あらすじを読んでもガーゴイルだのデスゲームだのとよく判らないというのが正直なところだったりするわけですが、実際の内容はというと、悪魔たちが宿業を背負った人間どもを競走馬に見立てて、誰が最後に生き残るのか賭けてみようジャン、――という話。いつになく地の文にはミッチリと書き込みがなされてい、それがまた人間世界というよりは、悪魔の視点、――あるいはそれをも超越した神の視点の存在をほのめかしている結構など、ホラーでありながらSFでもありというような、山田ワールドとしかいいようがない逸品です。

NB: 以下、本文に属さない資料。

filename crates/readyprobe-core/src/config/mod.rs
//! Configuration loading

mod hierarchical_loader;

pub use hierarchical_loader::HierarchicalConfigLoader;
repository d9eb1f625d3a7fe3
//! Poll execution engine
//!
//! [`PollExecutor::poll`] invokes an action until its observation satisfies a
//! [`SuccessPredicate`] or the policy's attempt budget runs out. After an
//! exhausted budget it makes exactly one more, unconditional attempt and
//! hands that attempt's result back unchecked, so the caller always gets the
//! freshest observation available.

use std::fmt;
use std::future::Future;
use std::time::Duration;

use tokio::time::Instant;

use crate::types::RetryPolicy;

use super::error::AttemptError;
use super::observer::{NoOpObserver, RetryObserver};
use super::strategies::{calculate_delay, SuccessPredicate};

/// How a poll ended
#[derive(Debug)]
pub enum PollOutcome<T, E> {
    /// An attempt inside the budget satisfied the predicate
    Matched {
        observation: T,
        attempts: u32,
        total_duration: Duration,
    },

    /// The budget ran out; `last` is the unconditional final attempt
    Exhausted {
        last: Result<T, AttemptError<E>>,
        attempts: u32,
        total_duration: Duration,
    },
}

impl<T, E> PollOutcome<T, E> {
    /// Number of times the action was invoked
    pub fn attempts(&self) -> u32 {
        match self {
            PollOutcome::Matched { attempts, .. } => *attempts,
            PollOutcome::Exhausted { attempts, .. } => *attempts,
        }
    }

    /// Wall-clock time from the first attempt to the end of the last
    pub fn total_duration(&self) -> Duration {
        match self {
            PollOutcome::Matched { total_duration, .. } => *total_duration,
            PollOutcome::Exhausted { total_duration, .. } => *total_duration,
        }
    }

    /// Whether an attempt inside the budget matched
    ///
    /// An exhausted poll reports `false` even when its final attempt happens
    /// to match; callers compare the final observation themselves.
    pub fn is_matched(&self) -> bool {
        matches!(self, PollOutcome::Matched { .. })
    }

    /// The last thing the action returned
    pub fn into_last(self) -> Result<T, AttemptError<E>> {
        match self {
            PollOutcome::Matched { observation, .. } => Ok(observation),
            PollOutcome::Exhausted { last, .. } => last,
        }
    }
}

/// Builder for configuring a `PollExecutor`
///
/// # Example
///
/// ```rust
/// use readyprobe_core::retry::{PollExecutorBuilder, TracingObserver};
/// use readyprobe_core::types::RetryPolicy;
///
/// let executor = PollExecutorBuilder::new()
///     .with_policy(RetryPolicy::default())
///     .with_observer(TracingObserver::new("endpoint-health").expecting(200))
///     .build();
/// ```
pub struct PollExecutorBuilder<O = NoOpObserver> {
    policy: RetryPolicy,
    observer: O,
    jitter: bool,
}

impl Default for PollExecutorBuilder<NoOpObserver> {
    fn default() -> Self {
        Self::new()
    }
}

impl PollExecutorBuilder<NoOpObserver> {
    pub fn new() -> Self {
        Self {
            policy: RetryPolicy::default(),
            observer: NoOpObserver,
            jitter: false,
        }
    }
}

impl<O> PollExecutorBuilder<O> {
    pub fn with_policy(mut self, policy: RetryPolicy) -> Self {
        self.policy = policy;
        self
    }

    pub fn with_observer<O2>(self, observer: O2) -> PollExecutorBuilder<O2> {
        PollExecutorBuilder {
            policy: self.policy,
            observer,
            jitter: self.jitter,
        }
    }

    /// Add up to 25% random variation to every delay
    ///
    /// Disabled by default so attempt timing stays reproducible.
    pub fn with_jitter(mut self, jitter: bool) -> Self {
        self.jitter = jitter;
        self
    }

    pub fn build(self) -> PollExecutor<O> {
        PollExecutor {
            policy: self.policy,
            observer: self.observer,
            jitter: self.jitter,
        }
    }
}

/// Poll executor with a fixed policy and observer
///
/// Holds no per-poll state, so one executor can drive any number of
/// concurrent polls.
pub struct PollExecutor<O = NoOpObserver> {
    policy: RetryPolicy,
    observer: O,
    jitter: bool,
}

impl PollExecutor<NoOpObserver> {
    pub fn new(policy: RetryPolicy) -> Self {
        PollExecutorBuilder::new().with_policy(policy).build()
    }
}

impl<O> PollExecutor<O> {
    pub fn policy(&self) -> &RetryPolicy {
        &self.policy
    }

    pub fn observer(&self) -> &O {
        &self.observer
    }
}

impl<O> PollExecutor<O>
where
    O: RetryObserver,
{
    /// Poll `action` until `predicate` accepts an observation
    ///
    /// Never fails: transient errors and attempt timeouts are recorded and
    /// retried, and an exhausted budget is reported as data.
    pub async fn poll<P, F, Fut, T, E>(&self, predicate: P, mut action: F) -> PollOutcome<T, E>
    where
        P: SuccessPredicate<T>,
        F: FnMut() -> Fut,
        Fut: Future<Output = Result<T, E>>,
        T: fmt::Display,
        E: fmt::Display,
    {
        let start = Instant::now();
        let max_attempts = self.policy.max_attempts();

        for attempt in 1..=max_attempts {
            self.observer.on_attempt_start(attempt, max_attempts);

            let result = self.run_attempt(attempt, &mut action).await;
            let delay = calculate_delay(&self.policy, attempt, self.jitter);

            match result {
                Ok(observation) if predicate.is_success(&observation) => {
                    let total_duration = start.elapsed();
                    self.observer.on_success(attempt, total_duration);
                    return PollOutcome::Matched {
                        observation,
                        attempts: attempt,
                        total_duration,
                    };
                }
                Ok(observation) => self.observer.on_mismatch(attempt, &observation, delay),
                Err(err) => self.observer.on_attempt_failed(attempt, &err, delay),
            }

            if !delay.is_zero() {
                tokio::time::sleep(delay).await;
            }
        }

        let attempts = max_attempts.saturating_add(1);
        self.observer.on_final_attempt(attempts);

        let last = self.run_attempt(attempts, &mut action).await;
        match &last {
            Ok(observation) => self.observer.on_exhausted(attempts, observation),
            Err(err) => self.observer.on_exhausted(attempts, err),
        }

        PollOutcome::Exhausted {
            last,
            attempts,
            total_duration: start.elapsed(),
        }
    }

    async fn run_attempt<F, Fut, T, E>(
        &self,
        attempt: u32,
        action: &mut F,
    ) -> Result<T, AttemptError<E>>
    where
        F: FnMut() -> Fut,
        Fut: Future<Output = Result<T, E>>,
    {
        match self.policy.attempt_timeout() {
            Some(timeout) => match tokio::time::timeout(timeout, action()).await {
                Ok(result) => result.map_err(AttemptError::Failed),
                Err(_) => Err(AttemptError::TimedOut { attempt, timeout }),
            },
            None => action().await.map_err(AttemptError::Failed),
        }
    }
}

/// Poll with a policy and no observer
///
/// # Example
///
/// ```rust,no_run
/// use readyprobe_core::retry::{poll_with_policy, Equals};
/// use readyprobe_core::types::RetryPolicy;
///
/// async fn example() {
///     let policy = RetryPolicy::default();
///     let outcome = poll_with_policy(&policy, Equals(200u16), || async {
///         Ok::<u16, std::io::Error>(200)
///     })
///     .await;
///     assert!(outcome.is_matched());
/// }
/// ```
pub async fn poll_with_policy<P, F, Fut, T, E>(
    policy: &RetryPolicy,
    predicate: P,
    action: F,
) -> PollOutcome<T, E>
where
    P: SuccessPredicate<T>,
    F: FnMut() -> Fut,
    Fut: Future<Output = Result<T, E>>,
    T: fmt::Display,
    E: fmt::Display,
{
    PollExecutor::new(policy.clone())
        .poll(predicate, action)
        .await
}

競争馬に見立てられた人間たちはいずれも、介護要アリの母親がいたり、犯罪のプロである親父に育てられ、実姉との近親相姦という宿業を抱えていたりと一癖もふた癖もある輩ばかりで、彼らが悪魔の奸計をも離れた紛れによって件の死のゲームに巻き込まれていきます。
最初はこの結構が判らず、悪魔の存在なども山田ワールド独特の幻想なのか比喩的表現なのか判然としないまま、件の死のゲームが進められていくゆえ戸惑うことしきりだったのですが、中盤で件の悪魔が作中では実在するものとして語られ、このゲームと悪魔たちが設定したルールなどが明かされたあとは俄然、物語も加速していきます。悪魔たちが賭けていた人間たちは勿論最後には業としかいいようがない死に様を晒すことになるわけですが、ミステリ色の薄いと思われる風格にあって、最後の最後、あるシンプルなトリックが仕掛けられていたことが開陳され、それによって黒い、としか言いようがない結末へと至ります。
この黒さというか、悲惨さが何ともな無常観を醸し出しているところが秀逸で、またどこからどこまでが悪魔の奸計の計画通りに進んだのか、――あの種の紛れが登場人物たちを結びつけ、この死のゲームを展開させていくキモになっているのですが、それらもまた悪魔の思惑だったのかどうか、案外、それらは悪魔たちが存在を否定しようとしている神の操りだったのでは、……などということを考えてしまうのも、中盤におぞましい悪魔たちが神の存在について語り合うシーンを挿入しているからで、ホラーというよりは、山田ワールドの中でもSF的な風格を色濃く出しながらも、悲劇的な結末にミステリ的な仕掛けを連関させ、黒い寓話に仕上げてみせたところも素晴らしい。
山田氏としては角川ホラーには初参戦となる本作でありますが、やはり角川ホラーというよりは山田ワールドの個性が色濃く出た一作ながら、山田SF、山田ミステリともにホラーの風格の中に込められた氏の個性を堪能できるのではないでしょうか。